▶ What you will do
Go line by line through the data and copy those with the word "finished".

▶ Exercise materials
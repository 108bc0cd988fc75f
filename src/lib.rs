// src/lib.rs

pub mod bridge;
pub mod cli;
pub mod config;
pub mod console;
pub mod errors;
pub mod exec;
pub mod fallback;
pub mod fs;
pub mod handlers;
pub mod logging;
pub mod operation;
pub mod router;
pub mod transcript;
pub mod types;

use std::path::Path;
use std::sync::Arc;

use anyhow::{Context, Result};
use tokio::io::{AsyncBufReadExt, BufReader};
use tokio::sync::mpsc;
use tracing::{debug, info};

use crate::cli::CliArgs;
use crate::config::{ConfigFile, resolve_config};
use crate::console::{Console, ConsoleInput, script_lines};
use crate::exec::RealProcessBackend;
use crate::fs::RealFileSystem;
use crate::handlers::builtin_table;
use crate::transcript::StdoutTranscript;

/// High-level entry point used by `main.rs`.
///
/// This wires together:
/// - config loading
/// - process backend, filesystem and elevation gate
/// - the console (router + event bridge)
/// - stdin / script input and Ctrl-C handling
pub async fn run(args: CliArgs) -> Result<()> {
    let config = resolve_config(args.config.as_deref().map(Path::new))?;

    if args.check {
        print_check(&config)?;
        return Ok(());
    }

    let mut console = Console::build(
        Arc::new(config),
        Arc::new(RealProcessBackend::new()),
        Arc::new(RealFileSystem),
        Box::new(StdoutTranscript),
    )?;

    if let Some(script) = args.script {
        let text = std::fs::read_to_string(&script)
            .with_context(|| format!("reading script {script}"))?;
        let lines = script_lines(&text);
        info!(script = %script, commands = lines.len(), "replaying script");
        console.replay(lines).await;
        console.shutdown().await;
        return Ok(());
    }

    let (tx, rx) = mpsc::channel::<ConsoleInput>(16);

    // Ctrl-C → cancel active operation and shut down.
    {
        let tx = tx.clone();
        tokio::spawn(async move {
            if let Err(e) = tokio::signal::ctrl_c().await {
                eprintln!("failed to listen for Ctrl+C: {e}");
                return;
            }
            let _ = tx.send(ConsoleInput::Interrupt).await;
        });
    }

    // Stdin lines, read off the console task.
    tokio::spawn(async move {
        let mut lines = BufReader::new(tokio::io::stdin()).lines();
        loop {
            match lines.next_line().await {
                Ok(Some(line)) => {
                    if tx.send(ConsoleInput::Line(line)).await.is_err() {
                        break;
                    }
                }
                Ok(None) => break,
                Err(e) => {
                    debug!(error = %e, "stdin read failed");
                    break;
                }
            }
        }
    });

    console.run(rx).await?;
    Ok(())
}

/// `--check` output: settings, tool resolution and the command table.
fn print_check(cfg: &ConfigFile) -> Result<()> {
    println!("toolwarden config check");
    println!(
        "  supervisor.escalate_after = {:?}",
        cfg.supervisor.escalate_after
    );
    if let Some(timeout) = cfg.supervisor.default_timeout {
        println!("  supervisor.default_timeout = {timeout:?}");
    }
    println!(
        "  elevation = {} {}",
        cfg.elevation.program,
        cfg.elevation.args.join(" ")
    );
    println!(
        "  identify.strategy_timeout = {:?}",
        cfg.identify.strategy_timeout
    );
    if let Some(deadline) = cfg.identify.deadline {
        println!("  identify.deadline = {deadline:?}");
    }
    println!(
        "  session.scratch_dir = {}",
        cfg.session.scratch_dir().display()
    );
    println!();

    println!("tools:");
    for (name, program) in cfg.tools.entries() {
        match which::which(program) {
            Ok(path) => println!("  - {name}: {}", path.display()),
            Err(_) => println!("  - {name}: {program} (not found)"),
        }
    }
    println!();

    let table = builtin_table()?;
    println!("commands ({}):", table.len());
    for spec in table.iter() {
        println!("  {:<28} {}", spec.usage, spec.help);
    }

    debug!("config check complete (no execution)");
    Ok(())
}
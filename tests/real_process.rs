// tests/real_process.rs
//
// Exercises the real tokio::process backend against standard Unix tools.
#![cfg(unix)]

use std::error::Error;
use std::time::{Duration, Instant};

use toolwarden::bridge::EventKind;
use toolwarden::errors::WardenError;
use toolwarden::exec::{ProcessBackend, ProcessHandle, RealProcessBackend};
use toolwarden::fs::mock::MockFileSystem;
use toolwarden::operation::{FailureReason, Operation, OperationSpec, OperationState};
use toolwarden_test_utils::builders::bridged_context;
use toolwarden_test_utils::init_tracing;

type TestResult = Result<(), Box<dyn Error>>;

const ESCALATE_AFTER: Duration = Duration::from_millis(500);

fn process_alive(pid: u32) -> bool {
    // Signal 0 only checks for existence.
    unsafe { libc::kill(pid as libc::pid_t, 0) == 0 }
}

#[tokio::test]
async fn sleeping_process_times_out_and_is_gone_afterwards() -> TestResult {
    init_tracing();
    let fs = MockFileSystem::new();
    let (ctx, _rx) = bridged_context(RealProcessBackend::new(), &fs, ESCALATE_AFTER);

    let op = Operation::new(OperationSpec::single(
        "Sleep",
        ProcessHandle::new("sleep")
            .arg("10")
            .timeout(Duration::from_secs(2)),
    ));

    let started = Instant::now();
    op.start(&ctx);
    let state = tokio::time::timeout(Duration::from_secs(6), op.wait()).await?;
    let elapsed = started.elapsed();

    assert_eq!(state, OperationState::Failed(FailureReason::Timeout));
    assert!(elapsed >= Duration::from_millis(1900), "finished too early: {elapsed:?}");
    assert!(
        elapsed < Duration::from_secs(2) + ESCALATE_AFTER + Duration::from_millis(500),
        "finished too late: {elapsed:?}"
    );

    let pid = op.pid().ok_or("no pid recorded")?;
    tokio::time::sleep(Duration::from_secs(1)).await;
    assert!(!process_alive(pid), "process {pid} still running");
    Ok(())
}

#[tokio::test]
async fn output_and_exit_code_are_captured() -> TestResult {
    init_tracing();
    let fs = MockFileSystem::new();
    let (ctx, mut rx) = bridged_context(RealProcessBackend::new(), &fs, ESCALATE_AFTER);

    let op = Operation::new(OperationSpec::single(
        "Shell",
        ProcessHandle::new("sh").args(["-c", "echo one; echo two; echo oops >&2; exit 3"]),
    ));
    op.start(&ctx);

    let state = tokio::time::timeout(Duration::from_secs(5), op.wait()).await?;
    assert_eq!(state, OperationState::Failed(FailureReason::NonZeroExit(3)));

    let result = op.result().ok_or("missing result")?;
    assert_eq!(result.stdout, vec!["one", "two"]);
    assert_eq!(result.stderr, vec!["oops"]);
    assert_eq!(result.exit_code, 3);

    let mut stdout_events = Vec::new();
    while let Some(event) = rx.try_recv() {
        if let EventKind::Stdout(line) = event.kind {
            stdout_events.push(line);
        }
    }
    assert_eq!(stdout_events, vec!["one", "two"]);
    Ok(())
}

#[tokio::test]
async fn background_descendant_holding_pipes_does_not_delay_completion() -> TestResult {
    init_tracing();
    let fs = MockFileSystem::new();
    let (ctx, _rx) = bridged_context(RealProcessBackend::new(), &fs, ESCALATE_AFTER);

    let script = "sleep 4 & echo hi; exit 0";
    let untimed = Operation::new(OperationSpec::single(
        "Detached child",
        ProcessHandle::new("sh").args(["-c", script]),
    ));
    let timed = Operation::new(OperationSpec::single(
        "Detached child",
        ProcessHandle::new("sh")
            .args(["-c", script])
            .timeout(Duration::from_secs(1)),
    ));

    let started = Instant::now();
    untimed.start(&ctx);
    timed.start(&ctx);

    let untimed_state = tokio::time::timeout(Duration::from_secs(6), untimed.wait()).await?;
    let timed_state = tokio::time::timeout(Duration::from_secs(6), timed.wait()).await?;

    assert_eq!(untimed_state, OperationState::Completed);
    assert_eq!(timed_state, OperationState::Completed);
    assert!(started.elapsed() < Duration::from_secs(2), "waited for the descendant: {:?}", started.elapsed());

    for op in [&untimed, &timed] {
        let result = op.result().ok_or("missing result")?;
        assert_eq!(result.exit_code, 0);
        assert!(!result.timed_out);
        assert_eq!(result.stdout, vec!["hi"]);
    }
    Ok(())
}

#[tokio::test]
async fn ignored_terminate_escalates_to_kill() -> TestResult {
    init_tracing();
    let fs = MockFileSystem::new();
    let (ctx, _rx) = bridged_context(RealProcessBackend::new(), &fs, ESCALATE_AFTER);

    let op = Operation::new(OperationSpec::single(
        "Stubborn",
        ProcessHandle::new("sh").args(["-c", "trap '' TERM; exec sleep 30"]),
    ));
    op.start(&ctx);
    tokio::time::sleep(Duration::from_millis(200)).await;

    let cancelled_at = Instant::now();
    op.request_cancel();
    let state = tokio::time::timeout(Duration::from_secs(5), op.wait()).await?;

    assert_eq!(state, OperationState::Cancelled);
    assert!(cancelled_at.elapsed() >= ESCALATE_AFTER);
    // 128 + SIGKILL
    assert_eq!(op.result().ok_or("missing result")?.exit_code, 137);
    Ok(())
}

#[tokio::test]
async fn missing_executable_and_bad_cwd_fail_before_spawning() {
    init_tracing();
    let backend = RealProcessBackend::new();

    let err = backend
        .start(&ProcessHandle::new("definitely-not-a-real-tool-xyz"))
        .err()
        .expect("spawn should fail");
    assert!(matches!(err, WardenError::Spawn { .. }));

    let dir = tempfile::tempdir().unwrap();
    let file = dir.path().join("plain.txt");
    std::fs::write(&file, "not a directory").unwrap();

    let err = backend
        .start(&ProcessHandle::new("true").cwd(&file))
        .err()
        .expect("spawn should fail");
    assert!(err.to_string().contains("is not a directory"));

    let err = backend
        .start(&ProcessHandle::new("/no/such/dir/tool"))
        .err()
        .expect("spawn should fail");
    assert!(matches!(err, WardenError::Spawn { .. }));
}

#[tokio::test]
async fn working_directory_and_environment_are_applied() -> TestResult {
    init_tracing();
    let dir = tempfile::tempdir()?;
    let fs = MockFileSystem::new();
    let (ctx, _rx) = bridged_context(RealProcessBackend::new(), &fs, ESCALATE_AFTER);

    let op = Operation::new(OperationSpec::single(
        "Env",
        ProcessHandle::new("sh")
            .args(["-c", "pwd; echo \"$TOOLWARDEN_MARKER\""])
            .cwd(dir.path())
            .env("TOOLWARDEN_MARKER", "hello"),
    ));
    op.start(&ctx);

    let state = tokio::time::timeout(Duration::from_secs(5), op.wait()).await?;
    assert_eq!(state, OperationState::Completed);

    let result = op.result().ok_or("missing result")?;
    let expected_dir = dir.path().canonicalize()?;
    assert_eq!(std::path::PathBuf::from(&result.stdout[0]).canonicalize()?, expected_dir);
    assert_eq!(result.stdout[1], "hello");
    Ok(())
}
// tests/fallback_chain.rs

use std::error::Error;
use std::sync::Arc;
use std::sync::atomic::{AtomicUsize, Ordering};
use std::time::Duration;

use tokio_util::sync::CancellationToken;

use toolwarden::bridge::{BridgeReceiver, EventKind};
use toolwarden::exec::{ProcessHandle, ProcessResult};
use toolwarden::fallback::{ChainError, DEADLINE_EXCEEDED, FallbackChain, Strategy};
use toolwarden::fs::mock::MockFileSystem;
use toolwarden::operation::{Cancellable, FailureReason, OperationSpec, OperationState};
use toolwarden_test_utils::builders::{bridged_context, detached_context};
use toolwarden_test_utils::{Script, ScriptedBackend, init_tracing, with_timeout};

type TestResult = Result<(), Box<dyn Error>>;

fn spec(program: &'static str) -> impl Fn() -> OperationSpec + Send + Sync + 'static {
    move || OperationSpec::single(program, ProcessHandle::new(program))
}

fn parse_number(result: &ProcessResult) -> Result<u32, String> {
    result
        .stdout_text()
        .trim()
        .parse()
        .map_err(|e| format!("not a number: {e}"))
}

#[tokio::test]
async fn first_success_wins_and_later_strategies_never_run() -> TestResult {
    init_tracing();

    let backend = ScriptedBackend::new()
        .on("alpha", Script::new().stderr("no such service").exit(1))
        .on("beta", Script::new().stdout("42"));
    let fs = MockFileSystem::new();
    let ctx = detached_context(backend.clone(), &fs);

    let c_calls = Arc::new(AtomicUsize::new(0));
    let counter = Arc::clone(&c_calls);
    let chain = FallbackChain::new()
        .strategy(Strategy::new("A", spec("alpha"), parse_number))
        .strategy(Strategy::new("B", spec("beta"), parse_number))
        .strategy(Strategy::new(
            "C",
            move || {
                counter.fetch_add(1, Ordering::SeqCst);
                OperationSpec::single("gamma", ProcessHandle::new("gamma"))
            },
            parse_number,
        ));

    let (name, value) = with_timeout(chain.run(
        &ctx,
        Duration::from_secs(1),
        &CancellationToken::new(),
    ))
    .await?;

    assert_eq!(name, "B");
    assert_eq!(value, 42);
    assert_eq!(c_calls.load(Ordering::SeqCst), 0);
    assert_eq!(backend.started(), vec![vec!["alpha"], vec!["beta"]]);
    Ok(())
}

#[tokio::test]
async fn every_failure_is_reported_in_strategy_order() -> TestResult {
    init_tracing();

    let backend = ScriptedBackend::new()
        .on("alpha", Script::new().exit(1))
        .on("beta", Script::new().hang())
        .on("gamma", Script::new().stdout("not-a-number"));
    let fs = MockFileSystem::new();
    let ctx = detached_context(backend.clone(), &fs);

    let chain = FallbackChain::new()
        .strategy(Strategy::new("A", spec("alpha"), parse_number))
        .strategy(Strategy::new("B", spec("beta"), parse_number).with_timeout(Duration::from_millis(50)))
        .strategy(Strategy::new("C", spec("gamma"), parse_number));

    let err = with_timeout(chain.run(&ctx, Duration::from_secs(1), &CancellationToken::new()))
        .await
        .unwrap_err();

    let ChainError::NoStrategySucceeded(failures) = err else {
        return Err("expected NoStrategySucceeded".into());
    };
    assert_eq!(failures.len(), chain.len());
    let names: Vec<&str> = failures.iter().map(|f| f.strategy.as_str()).collect();
    assert_eq!(names, vec!["A", "B", "C"]);
    assert_eq!(failures[0].reason, "exited with code 1");
    assert_eq!(failures[1].reason, "timed out");
    assert!(failures[2].reason.starts_with("not a number"));
    Ok(())
}

#[tokio::test]
async fn chain_deadline_skips_the_remaining_strategies() -> TestResult {
    init_tracing();

    let backend = ScriptedBackend::new().on("alpha", Script::new().hang());
    let fs = MockFileSystem::new();
    let ctx = detached_context(backend.clone(), &fs);

    let chain = FallbackChain::new()
        .strategy(Strategy::new("A", spec("alpha"), parse_number))
        .strategy(Strategy::new("B", spec("beta"), parse_number))
        .with_deadline(Duration::from_millis(150));

    let started = tokio::time::Instant::now();
    let err = with_timeout(chain.run(&ctx, Duration::from_secs(10), &CancellationToken::new()))
        .await
        .unwrap_err();

    assert!(started.elapsed() < Duration::from_secs(2));
    let ChainError::NoStrategySucceeded(failures) = err else {
        return Err("expected NoStrategySucceeded".into());
    };
    assert_eq!(failures.len(), 2);
    assert_eq!(failures[0].reason, "timed out");
    assert_eq!(failures[1].reason, DEADLINE_EXCEEDED);
    assert_eq!(backend.started_count(), 1);
    Ok(())
}

#[tokio::test]
async fn cancelling_the_chain_stops_the_current_strategy() -> TestResult {
    init_tracing();

    let backend = ScriptedBackend::new().on("alpha", Script::new().hang());
    let fs = MockFileSystem::new();
    let ctx = detached_context(backend.clone(), &fs);

    let chain = FallbackChain::new()
        .strategy(Strategy::new("A", spec("alpha"), parse_number))
        .strategy(Strategy::new("B", spec("beta"), parse_number));

    let cancel = CancellationToken::new();
    let trigger = cancel.clone();
    tokio::spawn(async move {
        tokio::time::sleep(Duration::from_millis(50)).await;
        trigger.cancel();
    });

    let err = with_timeout(chain.run(&ctx, Duration::from_secs(10), &cancel))
        .await
        .unwrap_err();

    assert_eq!(err, ChainError::Cancelled);
    assert_eq!(backend.stop_count(), 1);
    assert_eq!(backend.started_count(), 1);
    Ok(())
}

fn event_kinds(rx: &mut BridgeReceiver) -> Vec<EventKind> {
    std::iter::from_fn(|| rx.try_recv()).map(|event| event.kind).collect()
}

#[tokio::test]
async fn cancelling_a_spawned_chain_reports_stopping_then_cancelled() -> TestResult {
    init_tracing();

    let backend = ScriptedBackend::new().on("alpha", Script::new().hang());
    let fs = MockFileSystem::new();
    let (ctx, mut rx) = bridged_context(backend.clone(), &fs, Duration::from_millis(100));

    let run = FallbackChain::new()
        .strategy(Strategy::new("A", spec("alpha"), parse_number))
        .spawn("Lookup", &ctx, Duration::from_secs(10), |name: &str, value: &u32| {
            format!("{value} via {name}")
        });

    tokio::time::sleep(Duration::from_millis(50)).await;
    assert!(run.request_cancel());
    assert!(!run.request_cancel());
    with_timeout(run.join()).await;

    assert_eq!(run.state(), OperationState::Cancelled);
    assert_eq!(
        event_kinds(&mut rx),
        vec![
            EventKind::StateChanged(OperationState::Running),
            EventKind::StateChanged(OperationState::Stopping),
            EventKind::Failed(FailureReason::Cancelled),
        ]
    );
    assert_eq!(backend.stop_count(), 1);
    Ok(())
}

// The validator blocks its worker thread, so the cancel lands after the
// strategy already succeeded.
#[tokio::test(flavor = "multi_thread", worker_threads = 2)]
async fn cancel_during_validation_still_reports_cancelled() -> TestResult {
    init_tracing();

    let backend = ScriptedBackend::new().on("alpha", Script::new().stdout("7"));
    let fs = MockFileSystem::new();
    let (ctx, mut rx) = bridged_context(backend, &fs, Duration::from_millis(100));

    let slow_parse = |result: &ProcessResult| {
        std::thread::sleep(Duration::from_millis(300));
        parse_number(result)
    };
    let run = FallbackChain::new()
        .strategy(Strategy::new("A", spec("alpha"), slow_parse))
        .spawn("Lookup", &ctx, Duration::from_secs(10), |name: &str, value: &u32| {
            format!("{value} via {name}")
        });

    tokio::time::sleep(Duration::from_millis(100)).await;
    run.request_cancel();
    with_timeout(run.join()).await;

    assert_eq!(run.state(), OperationState::Cancelled);
    let kinds = event_kinds(&mut rx);
    assert_eq!(kinds.last(), Some(&EventKind::Failed(FailureReason::Cancelled)));
    assert!(!kinds.iter().any(|kind| matches!(kind, EventKind::Completed(_))));
    Ok(())
}

#[tokio::test]
async fn spawned_chain_reports_the_rendered_winner() -> TestResult {
    init_tracing();

    let backend = ScriptedBackend::new().on("beta", Script::new().stdout("42"));
    let fs = MockFileSystem::new();
    let (ctx, mut rx) = bridged_context(backend, &fs, Duration::from_millis(100));

    let run = FallbackChain::new()
        .strategy(Strategy::new("A", spec("alpha"), parse_number))
        .strategy(Strategy::new("B", spec("beta"), parse_number))
        .spawn("Lookup", &ctx, Duration::from_secs(1), |name: &str, value: &u32| {
            format!("{value} via {name}")
        });
    with_timeout(run.join()).await;

    assert_eq!(run.state(), OperationState::Completed);
    assert_eq!(
        event_kinds(&mut rx).last(),
        Some(&EventKind::Completed("42 via B".into()))
    );
    // A cancel after the terminal state changes nothing.
    run.request_cancel();
    assert_eq!(run.state(), OperationState::Completed);
    assert!(rx.try_recv().is_none());
    Ok(())
}
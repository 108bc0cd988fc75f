// src/operation/driver.rs

//! Worker task that drives one Operation to its terminal state.
//!
//! For each step:
//!
//! - start the process through the context's backend (elevated steps wrapped
//!   through the session's single [`ElevationGrant`]);
//! - stream its lines into Events until both streams end or the process
//!   has exited;
//! - wait for exit;
//!
//! while racing every await against the cancel token and the watchdog. On
//! either interruption the process is stopped with terminate/kill escalation.
//! Terminal cleanup (scratch removal, terminal Event, done signal) runs on
//! every exit path.

use std::time::Duration;

use tokio::time::{Instant, sleep_until};
use tracing::{debug, info, trace, warn};

use crate::bridge::{Emitter, EventKind};
use crate::exec::{ElevationGrant, ExecContext, ProcessHandle, ProcessResult};
use crate::types::StreamKind;

use super::{FailureReason, Operation, OperationState};

#[derive(Debug, Clone, Copy, PartialEq, Eq)]
enum Interrupt {
    Cancelled,
    TimedOut,
}

pub(crate) async fn drive(op: Operation, ctx: ExecContext) {
    let emitter = op.emitter();
    let outcome = run_steps(&op, &ctx, &emitter).await;
    finish(&op, &ctx, &emitter, outcome);
}

async fn run_steps(
    op: &Operation,
    ctx: &ExecContext,
    emitter: &Emitter,
) -> Result<(), FailureReason> {
    let spec = op.spec();
    if spec.steps.is_empty() {
        return Err(FailureReason::Supervision("operation has no steps".into()));
    }

    let op_deadline = spec.timeout.map(|budget| Instant::now() + budget);
    let cancel = op.cancel_token().clone();
    let mut grant: Option<ElevationGrant> = None;

    for (index, step) in spec.steps.iter().enumerate() {
        if cancel.is_cancelled() {
            debug!(op = %op.id(), step = index, "cancelled before step start");
            return Err(FailureReason::Cancelled);
        }

        let handle = if step.elevate {
            if grant.is_none() {
                let acquired = tokio::select! {
                    biased;
                    _ = cancel.cancelled() => return Err(FailureReason::Cancelled),
                    res = ctx.elevation.acquire() => res,
                };
                grant = Some(acquired.map_err(|e| FailureReason::Supervision(e.to_string()))?);
            }
            match &grant {
                Some(grant) => grant.wrap(step),
                None => step.clone(),
            }
        } else {
            step.clone()
        };

        let step_deadline = step
            .timeout
            .or(ctx.default_timeout)
            .map(|budget| Instant::now() + budget);
        let deadline = earliest(step_deadline, op_deadline);

        run_step(op, ctx, emitter, index, &handle, deadline).await?;
    }

    Ok(())
}

async fn run_step(
    op: &Operation,
    ctx: &ExecContext,
    emitter: &Emitter,
    index: usize,
    handle: &ProcessHandle,
    deadline: Option<Instant>,
) -> Result<(), FailureReason> {
    let mut process = ctx.backend.start(handle).map_err(|e| {
        warn!(op = %op.id(), program = %handle.program(), error = %e, "spawn failed");
        FailureReason::Spawn(e.to_string())
    })?;
    op.record_pid(process.pid());

    debug!(
        op = %op.id(),
        step = index,
        pid = ?process.pid(),
        cmd = %handle.display(),
        "step started"
    );

    let started = Instant::now();
    let cancel = op.cancel_token().clone();
    let watchdog = watchdog(deadline);
    tokio::pin!(watchdog);

    let mut stdout = Vec::new();
    let mut stderr = Vec::new();
    let mut interrupt = None;

    // Phase 1: stream output until both pipes are closed or the child exited.
    loop {
        tokio::select! {
            biased;
            _ = cancel.cancelled() => {
                interrupt = Some(Interrupt::Cancelled);
                break;
            }
            _ = &mut watchdog => {
                interrupt = Some(Interrupt::TimedOut);
                break;
            }
            line = process.next_line() => match line {
                Some(line) => {
                    trace!(op = %op.id(), stream = %line.stream, line = %line.line, "output");
                    match line.stream {
                        StreamKind::Stdout => {
                            emitter.emit(EventKind::Stdout(line.line.clone()));
                            stdout.push(line.line);
                        }
                        StreamKind::Stderr => {
                            emitter.emit(EventKind::Stderr(line.line.clone()));
                            stderr.push(line.line);
                        }
                    }
                }
                None => break,
            }
        }
    }

    // The watchdog only counts before natural exit.
    if interrupt == Some(Interrupt::TimedOut) && process.exit_status().is_some() {
        debug!(op = %op.id(), step = index, "deadline passed after exit; keeping natural outcome");
        interrupt = None;
    }

    // Phase 2: wait for the exit status.
    let mut exit_code = process.exit_status();
    if interrupt.is_none() && exit_code.is_none() {
        tokio::select! {
            biased;
            _ = cancel.cancelled() => interrupt = Some(Interrupt::Cancelled),
            _ = &mut watchdog => interrupt = Some(Interrupt::TimedOut),
            code = process.wait() => match code {
                Ok(code) => exit_code = Some(code),
                Err(e) => {
                    warn!(op = %op.id(), error = %e, "waiting for process failed");
                    let _ = process.stop(ctx.escalate_after).await;
                    return Err(FailureReason::Supervision(e.to_string()));
                }
            },
        }
    }

    if let Some(interrupt) = interrupt {
        debug!(op = %op.id(), step = index, ?interrupt, "stopping process");
        exit_code = process.stop(ctx.escalate_after).await;
    }

    let exit_code = exit_code.unwrap_or(-1);
    let result = ProcessResult {
        exit_code,
        stdout,
        stderr,
        duration: started.elapsed(),
        timed_out: interrupt == Some(Interrupt::TimedOut),
    };
    debug!(
        op = %op.id(),
        step = index,
        exit_code,
        duration_ms = result.duration.as_millis() as u64,
        timed_out = result.timed_out,
        "step finished"
    );
    op.push_result(result);

    match interrupt {
        Some(Interrupt::Cancelled) => Err(FailureReason::Cancelled),
        Some(Interrupt::TimedOut) => Err(FailureReason::Timeout),
        None if exit_code == 0 => Ok(()),
        None => Err(FailureReason::NonZeroExit(exit_code)),
    }
}

/// Terminal bookkeeping: state, scratch cleanup, terminal Event, done signal.
fn finish(
    op: &Operation,
    ctx: &ExecContext,
    emitter: &Emitter,
    outcome: Result<(), FailureReason>,
) {
    let terminal = op.finish(outcome);

    for path in &op.spec().scratch {
        match ctx.fs.remove_file(path) {
            Ok(()) => debug!(op = %op.id(), path = %path.display(), "scratch removed"),
            Err(e) => warn!(op = %op.id(), path = %path.display(), error = %e, "scratch cleanup failed"),
        }
    }

    if let Some(state) = terminal {
        let elapsed_ms = op.elapsed().map(|d| d.as_millis() as u64).unwrap_or(0);
        info!(op = %op.id(), label = %op.label(), state = %state, elapsed_ms, "operation finished");

        let kind = match state {
            OperationState::Completed => EventKind::Completed(completion_summary(op)),
            OperationState::Cancelled => EventKind::Failed(FailureReason::Cancelled),
            OperationState::Failed(reason) => EventKind::Failed(reason),
            other => EventKind::Failed(FailureReason::Supervision(format!(
                "finished in non-terminal state {other}"
            ))),
        };
        emitter.emit(kind);
    }

    op.mark_done();
}

fn completion_summary(op: &Operation) -> String {
    let results = op.step_results();
    let code = results.last().map(|r| r.exit_code).unwrap_or(0);
    match results.len() {
        0 | 1 => format!("exit code {code}"),
        n => format!("{n} steps, exit code {code}"),
    }
}

fn earliest(a: Option<Instant>, b: Option<Instant>) -> Option<Instant> {
    match (a, b) {
        (Some(a), Some(b)) => Some(a.min(b)),
        (a, b) => a.or(b),
    }
}

async fn watchdog(deadline: Option<Instant>) {
    match deadline {
        Some(deadline) => sleep_until(deadline).await,
        None => std::future::pending::<()>().await,
    }
}

/// Budget left before `deadline`, or `None` if it has passed.
pub(crate) fn remaining(deadline: Instant) -> Option<Duration> {
    deadline.checked_duration_since(Instant::now()).filter(|d| !d.is_zero())
}

#[cfg(test)]
mod tests {
    use super::*;

    #[test]
    fn earliest_prefers_the_sooner_deadline() {
        let now = Instant::now();
        let soon = now + Duration::from_secs(1);
        let late = now + Duration::from_secs(5);

        assert_eq!(earliest(Some(soon), Some(late)), Some(soon));
        assert_eq!(earliest(None, Some(late)), Some(late));
        assert_eq!(earliest(Some(soon), None), Some(soon));
        assert_eq!(earliest(None, None), None);
    }

    #[tokio::test]
    async fn remaining_is_none_once_the_deadline_passed() {
        let past = Instant::now() - Duration::from_millis(1);
        assert_eq!(remaining(past), None);
        assert!(remaining(Instant::now() + Duration::from_secs(10)).is_some());
    }
}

▶ Answer area
    assert!(elapsed >= Duration::from_millis(1900), "finished too early: {elapsed:?}");
        "finished too late: {elapsed:?}"
        "step finished"
        info!(op = %op.id(), label = %op.label(), state = %state, elapsed_ms, "operation finished");
                "finished in non-terminal state {other}"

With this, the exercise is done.